University Women’s Club hosts chocolate talk

Doreen Pendgracs discusses varieties of chocolate for Valentine’s Day, offers samples

Doreen Pendgracs, founder of Chocolatour, gave a presentation at the University Women’s Club (UWC) last Friday to “educate, entertain and entice chocolate lovers to explore the world through chocolate.”

The event featured a talk by Pendgracs, author of the 2014 book Chocolatour: A Quest for the World’s Best Chocolate, a lunch and chocolate samples.

The UWC was founded in 1909 by a group of women who wished to maintain contact following graduation and work to “advance women’s place in the community.”

Pendgracs noted that some believe chocolate has “the powers of an aphrodisiac,” although scientists dispute this.  

“That’s partly why roses and chocolate and wine are in the spirit of Valentine’s Day and love,” she said.
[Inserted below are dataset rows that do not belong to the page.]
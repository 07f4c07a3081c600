use super::Target;

#[derive(Debug, Clone)]
pub struct Metrics {
    lots_loaded: prometheus::GaugeVec,
    known_lots: prometheus::GaugeVec,
    lowest_unit_price: prometheus::GaugeVec,
    fetch_cycles: prometheus::IntCounterVec,
    pages_requested: prometheus::IntCounterVec,
    pub last_update: prometheus::Gauge,
}

impl Metrics {
    pub fn new(registry: &prometheus::Registry) -> Result<Self, prometheus::Error> {
        let lots_loaded = prometheus::GaugeVec::new(
            prometheus::Opts::new("lots_loaded", "The number of new lots found by the last cycle"),
            &["region", "item"],
        )?;
        registry.register(Box::new(lots_loaded.clone()))?;

        let known_lots = prometheus::GaugeVec::new(
            prometheus::Opts::new("known_lots", "The number of distinct lots seen since startup"),
            &["region", "item"],
        )?;
        registry.register(Box::new(known_lots.clone()))?;

        let lowest_unit_price = prometheus::GaugeVec::new(
            prometheus::Opts::new(
                "lowest_unit_price",
                "The lowest Buyout Price per unit among the lots of the last cycle",
            ),
            &["region", "item"],
        )?;
        registry.register(Box::new(lowest_unit_price.clone()))?;

        let fetch_cycles = prometheus::IntCounterVec::new(
            prometheus::Opts::new("fetch_cycles", "The number of fetch cycles by outcome"),
            &["region", "item", "outcome"],
        )?;
        registry.register(Box::new(fetch_cycles.clone()))?;

        let pages_requested = prometheus::IntCounterVec::new(
            prometheus::Opts::new("pages_requested", "The number of lot pages requested"),
            &["region", "item"],
        )?;
        registry.register(Box::new(pages_requested.clone()))?;

        let last_update =
            prometheus::Gauge::new("last_updated", "The Unix Timestamp of the last update")?;
        registry.register(Box::new(last_update.clone()))?;

        Ok(Self {
            lots_loaded,
            known_lots,
            lowest_unit_price,
            fetch_cycles,
            pages_requested,
            last_update,
        })
    }

    pub fn record_cycle(
        &self,
        target: &Target,
        report: &crate::session::CycleReport,
        known_lots: usize,
        lowest_unit_price: Option<i64>,
    ) {
        let labels: &[&str; 2] = &[&target.region, &target.item_id];
        let outcome = if report.stopped.is_some() {
            "stopped"
        } else {
            "complete"
        };

        self.lots_loaded
            .with_label_values(labels)
            .set(report.listed as f64);
        self.known_lots
            .with_label_values(labels)
            .set(known_lots as f64);
        if let Some(price) = lowest_unit_price {
            self.lowest_unit_price
                .with_label_values(labels)
                .set(price as f64);
        }
        self.fetch_cycles
            .with_label_values(&[&target.region, &target.item_id, outcome])
            .inc();
        self.pages_requested
            .with_label_values(labels)
            .inc_by(report.pages as u64);

        let unix_timestamp = std::time::SystemTime::now()
            .duration_since(std::time::SystemTime::UNIX_EPOCH)
            .unwrap_or_default();
        self.last_update.set(unix_timestamp.as_secs() as f64);
    }
}

#[cfg(test)]
mod tests {
    use super::*;
    use crate::session::CycleReport;

    #[test]
    fn records_cycle() {
        let registry = prometheus::Registry::new();
        let metrics = Metrics::new(&registry).unwrap();
        let target = Target::new("ru", "y1q9");

        let report = CycleReport {
            listed: 250,
            skipped: 0,
            pages: 3,
            stopped: None,
        };
        metrics.record_cycle(&target, &report, 250, Some(40));
        metrics.record_cycle(&target, &report, 250, None);

        let labels = &["ru", "y1q9"];
        assert_eq!(metrics.lots_loaded.with_label_values(labels).get(), 250.0);
        assert_eq!(metrics.known_lots.with_label_values(labels).get(), 250.0);
        assert_eq!(metrics.lowest_unit_price.with_label_values(labels).get(), 40.0);
        assert_eq!(metrics.pages_requested.with_label_values(labels).get(), 6);
        assert_eq!(
            metrics
                .fetch_cycles
                .with_label_values(&["ru", "y1q9", "complete"])
                .get(),
            2
        );
        assert!(metrics.last_update.get() > 0.0);
    }

    #[test]
    fn register_twice_fails() {
        let registry = prometheus::Registry::new();
        assert!(Metrics::new(&registry).is_ok());
        assert!(Metrics::new(&registry).is_err());
    }
}
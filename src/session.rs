use std::{
    sync::Arc,
    time::{Duration, Instant},
};

use arc_swap::ArcSwap;

use crate::{
    config::Config,
    error::FetchError,
    lots::{self, KnownKeys},
    metrics::Metrics,
    scheduler::RefreshScheduler,
    Listing, Target,
};

/// How often [`gather`] asks the scheduler whether a cycle is due
pub const POLL_TICK: Duration = Duration::from_millis(250);

/// Summary of a finished cycle, the lots themselves are published through [`Session::lots`]
#[derive(Debug)]
pub struct CycleReport {
    pub listed: usize,
    pub skipped: usize,
    pub pages: usize,
    pub stopped: Option<FetchError>,
}

/// Everything needed to poll one item in one region.
///
/// The known keys sit behind an async mutex that a cycle holds from its
/// first request until its lots are published, so at most one cycle runs
/// per session and readers only ever see complete cycles.
pub struct Session {
    client: lots::Client,
    target: Target,
    known: tokio::sync::Mutex<KnownKeys>,
    lots: ArcSwap<Vec<Listing>>,
    scheduler: parking_lot::Mutex<RefreshScheduler>,
    metrics: Metrics,
}

impl Session {
    pub fn new(
        client: lots::Client,
        target: Target,
        scheduler: RefreshScheduler,
        metrics: Metrics,
    ) -> Self {
        Self {
            client,
            target,
            known: tokio::sync::Mutex::new(KnownKeys::new()),
            lots: ArcSwap::from_pointee(Vec::new()),
            scheduler: parking_lot::Mutex::new(scheduler),
            metrics,
        }
    }

    pub fn from_config(config: &Config, metrics: Metrics) -> Result<Self, reqwest::Error> {
        let client = lots::Client::new(
            config.base_url.as_str(),
            config.api_key.as_str(),
            config.request_timeout(),
        )?;

        let mut scheduler = RefreshScheduler::new(config.refresh_interval());
        scheduler.set_auto_refresh(config.auto_refresh);

        Ok(Self::new(client, config.target(), scheduler, metrics))
    }

    pub fn target(&self) -> &Target {
        &self.target
    }

    /// The lots of the last completed cycle
    pub fn lots(&self) -> Arc<Vec<Listing>> {
        self.lots.load_full()
    }

    pub fn count(&self) -> usize {
        self.lots.load().len()
    }

    pub fn is_fetching(&self) -> bool {
        self.known.try_lock().is_err()
    }

    pub fn auto_refresh(&self) -> bool {
        self.scheduler.lock().auto_refresh()
    }

    pub fn set_auto_refresh(&self, enabled: bool) {
        tracing::info!(enabled, "Setting Auto-Refresh");
        self.scheduler.lock().set_auto_refresh(enabled);
    }

    pub fn request_refresh(&self) {
        self.scheduler.lock().request_refresh();
    }

    /// Runs a cycle if the scheduler says one is due
    pub async fn tick(&self, now: Instant) -> Option<CycleReport> {
        let in_flight = self.is_fetching();
        let due = self.scheduler.lock().should_fetch_now(now, in_flight);
        if !due {
            return None;
        }

        self.refresh().await
    }

    /// Runs one fetch cycle right away, or returns `None` if another cycle
    /// of this session is still running.
    pub async fn refresh(&self) -> Option<CycleReport> {
        let mut known = match self.known.try_lock() {
            Ok(k) => k,
            Err(_) => {
                tracing::debug!("Fetch already in progress");
                return None;
            }
        };

        let start_time = Instant::now();

        let cycle = self.client.fetch(&self.target, &mut known).await;

        let report = CycleReport {
            listed: cycle.lots.len(),
            skipped: cycle.skipped,
            pages: cycle.pages,
            stopped: cycle.stopped,
        };
        let lowest = cycle.lots.iter().map(Listing::unit_price).min();

        self.lots.store(Arc::new(cycle.lots));
        self.scheduler.lock().record_fetch_time(Instant::now());
        self.metrics
            .record_cycle(&self.target, &report, known.len(), lowest);

        tracing::info!(
            new = report.listed,
            skipped = report.skipped,
            pages = report.pages,
            "Updating lots took {:?}",
            start_time.elapsed()
        );

        Some(report)
    }
}

/// Drives a session forever, checking every [`POLL_TICK`] whether to fetch
#[tracing::instrument(skip(session), fields(target = %session.target()))]
pub async fn gather(session: Arc<Session>) {
    tracing::info!("Starting lot collector");

    loop {
        if let Some(report) = session.tick(Instant::now()).await {
            if let Some(reason) = &report.stopped {
                tracing::warn!("Cycle stopped early: {}", reason);
            }
        }

        tokio::time::sleep(POLL_TICK).await;
    }
}
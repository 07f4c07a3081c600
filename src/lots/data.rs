use crate::Listing;

/*
{
    "total": 250,
    "lots": [
        {
            "itemId": "y1q9",
            "amount": 1,
            "startPrice": 1500,
            "currentPrice": 1500,
            "buyoutPrice": 2000,
            "startTime": "2024-05-01T12:00:00Z",
            "endTime": "2024-05-03T12:00:00Z",
            "additional": {}
        }
    ]
}
*/
#[derive(Debug, PartialEq, serde::Deserialize)]
pub struct LotsPage {
    pub lots: Vec<Listing>,
    #[serde(default)]
    pub total: Option<u64>,
}
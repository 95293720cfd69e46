//! Wetpaint HTTP client and the shared call pipeline

use crate::cell::CellService;
use crate::config::ServiceConfig;
use crate::error::WetpaintError;
use crate::parser::{ResponseParser, ValidatedResponse};
use crate::transport::{self, CallRequest};
use crate::user::{UserService, UserToken};

/// The main Wetpaint client
///
/// Holds the immutable service configuration and a blocking HTTP client.
/// Operations are grouped into [`UserService`] and [`CellService`] views
/// borrowed from the client.
///
/// # Example
///
/// ```no_run
/// use wetpaint_client::{Role, ServiceConfig, WetpaintClient};
///
/// # fn main() -> Result<(), Box<dyn std::error::Error>> {
/// let config = ServiceConfig::from_file("config/wetpaint.yml", "development")?;
/// let client = WetpaintClient::new(config)?;
///
/// let token = client.users().login("42", "user@example.com", Role::Registered, false)?;
/// let cell_id = client
///     .cells(Some(token.clone()))
///     .create_cell("Home", "http://example.com/home", None, None)?;
/// println!("Created cell {}", cell_id);
///
/// client.users().logout(&token)?;
/// # Ok(())
/// # }
/// ```
#[derive(Clone, Debug)]
pub struct WetpaintClient {
    client: reqwest::blocking::Client,
    base_url: reqwest::Url,
    config: ServiceConfig,
    parser: ResponseParser,
}

impl WetpaintClient {
    /// Create a new client with no redirect policy
    ///
    /// # Errors
    ///
    /// Returns `WetpaintError::ClientInit` if the HTTP client cannot be initialized.
    pub fn new(config: ServiceConfig) -> Result<Self, WetpaintError> {
        Self::builder(config).build()
    }

    /// Create a builder for configuring the client
    pub fn builder(config: ServiceConfig) -> WetpaintClientBuilder {
        WetpaintClientBuilder::new(config)
    }

    /// Configuration this client was built with
    pub fn config(&self) -> &ServiceConfig {
        &self.config
    }

    /// Base URL every call path is resolved against
    pub fn server_url(&self) -> &reqwest::Url {
        &self.base_url
    }

    /// Session operations
    pub fn users(&self) -> UserService<'_> {
        UserService::new(self)
    }

    /// Cell operations, authenticated with `user_token` where a call needs it
    pub fn cells(&self, user_token: Option<UserToken>) -> CellService<'_> {
        CellService::new(self, user_token)
    }

    /// Run one call through the pipeline
    ///
    /// Injects the developer key and namespace, sends the request and checks
    /// the body for a failure payload.
    pub(crate) fn execute_call(
        &self,
        request: CallRequest,
    ) -> Result<ValidatedResponse, WetpaintError> {
        let request = request
            .param("key", self.config.developer_key())
            .param("ns", self.config.namespace());

        let body = transport::send(&self.client, &self.base_url, &request)?;
        Ok(self.parser.validate(body)?)
    }

    pub(crate) fn parser(&self) -> &ResponseParser {
        &self.parser
    }
}

/// Builder for configuring a Wetpaint client
///
/// # Example
///
/// ```no_run
/// use std::time::Duration;
/// use wetpaint_client::{ServiceConfig, WetpaintClient};
///
/// # fn main() -> Result<(), Box<dyn std::error::Error>> {
/// let config = ServiceConfig::from_env()?;
/// let client = WetpaintClient::builder(config)
///     .client_builder(
///         reqwest::blocking::Client::builder()
///             .timeout(Duration::from_secs(30))
///     )
///     .build()?;
/// # Ok(())
/// # }
/// ```
#[derive(Debug)]
pub struct WetpaintClientBuilder {
    config: ServiceConfig,
    client_builder: Option<reqwest::blocking::ClientBuilder>,
}

impl WetpaintClientBuilder {
    /// Create a new builder for `config`
    pub fn new(config: ServiceConfig) -> Self {
        Self {
            config,
            client_builder: None,
        }
    }

    /// Set a custom HTTP client builder
    ///
    /// This allows customization of timeouts, proxies and the like. The
    /// redirect policy is always overridden to `Policy::none()`.
    pub fn client_builder(mut self, builder: reqwest::blocking::ClientBuilder) -> Self {
        self.client_builder = Some(builder);
        self
    }

    /// Build the client
    ///
    /// # Errors
    ///
    /// * `WetpaintError::Config` - the configured server is not a valid host
    /// * `WetpaintError::ClientInit` - the HTTP client cannot be initialized
    pub fn build(self) -> Result<WetpaintClient, WetpaintError> {
        let base_url = self.config.server_url()?;

        let builder = self
            .client_builder
            .unwrap_or_else(|| reqwest::blocking::Client::builder().use_rustls_tls());

        let client = builder
            .redirect(reqwest::redirect::Policy::none())
            .build()
            .map_err(|e| WetpaintError::ClientInit(e.to_string()))?;

        Ok(WetpaintClient {
            client,
            base_url,
            config: self.config,
            parser: ResponseParser::new(),
        })
    }
}
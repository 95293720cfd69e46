//! Wetpaint Client Library
//!
//! This library wraps the Wetpaint user session and cell services: signed
//! logins, best-effort logouts and the cell hierarchy calls.
//!
//! # Features
//!
//! - Per-environment configuration from YAML or `WETPAINT_*` variables
//! - HMAC-SHA1 signed logins
//! - Failure detection for both XML failure envelopes and HTML error pages
//! - Blocking synchronous API
//! - Well-typed errors using thiserror
//! - Request logging through `tracing`
//!
//! # Example
//!
//! ```no_run
//! use wetpaint_client::{Role, ServiceConfig, WetpaintClient, WetpaintError};
//!
//! # fn main() -> Result<(), Box<dyn std::error::Error>> {
//! let config = ServiceConfig::from_file("config/wetpaint.yml", "production")?;
//! let client = WetpaintClient::new(config)?;
//!
//! let token = client.users().login("42", "user@example.com", Role::Registered, false)?;
//!
//! let cells = client.cells(Some(token.clone()));
//! match cells.get_cell("home") {
//!     Ok(xml) => println!("{}", xml),
//!     Err(WetpaintError::Call(err)) => println!("Service said no: {}", err.cause),
//!     Err(other) => return Err(other.into()),
//! }
//!
//! client.users().logout(&token)?;
//! # Ok(())
//! # }
//! ```

mod cell;
mod client;
mod config;
mod error;
mod parser;
mod signing;
mod transport;
mod user;

pub use cell::CellService;
pub use client::{WetpaintClient, WetpaintClientBuilder};
pub use config::{ENV_DEVELOPER_KEY, ENV_NAMESPACE, ENV_SECRET, ENV_SERVER, ServiceConfig};
pub use error::{CallError, ConfigError, WetpaintError};
pub use signing::login_signature;
pub use transport::{CallRequest, HttpMethod};
pub use user::{Role, UserService, UserToken};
“Everybody loves chocolate, right? They say nine out of 10 people love chocolate and the tenth person’s lying.”

Pendgracs said she originally wanted to write a book on wine travel, but found that while there were many books on the subject, “nobody had ever done a book on chocolate travel.”

After touring a cacao and coffee plantation in Dominican Republic, Pendgracs took interest in the chocolate making process. She travelled to Europe to begin her research and has since visited over 20 countries to learn about chocolate. 

Sue Bishop and Ellen Peel, the current co-presidents of UWC, have both been members for at least 10 years.

Peel said that when the club started, women who pursued a university education at that time were “very unusual.” Bishop said she felt “fortunate to have been born when and where” she was.

“At the time I was growing up, it was totally normal and pretty much expected that you would go on to some kind of post-secondary education or training,” she said.

In the past 10 to 15 years, Bishop said that the club has broadened to include people who share the interests and values of the club, not just on those who have had previous university education.

Bishop called the club “a community of women who value education who come here to build friendship.” The club offers scholarships and extended education courses. 

Bishop said the club welcomes anyone to visit or take part in their events and continuing education programs, and find out whether the club “would be a place they might like to hang out.” 

Pendgracs said chocolate   festivals and events bring both chocolate makers and chocolate lovers together from around the world.  

She said her Ukrainian background taught her to “savour” food. She said chocolate should not be chewed but melted “slowly in your mouth” to allow the flavours to be released. 

She emphasized the variety of flavours chocolate can exhibit.

“Chocolate can be sweet, but it can be savoury, it can be sensual, it can be inspiring, and it also can promote love,” she said.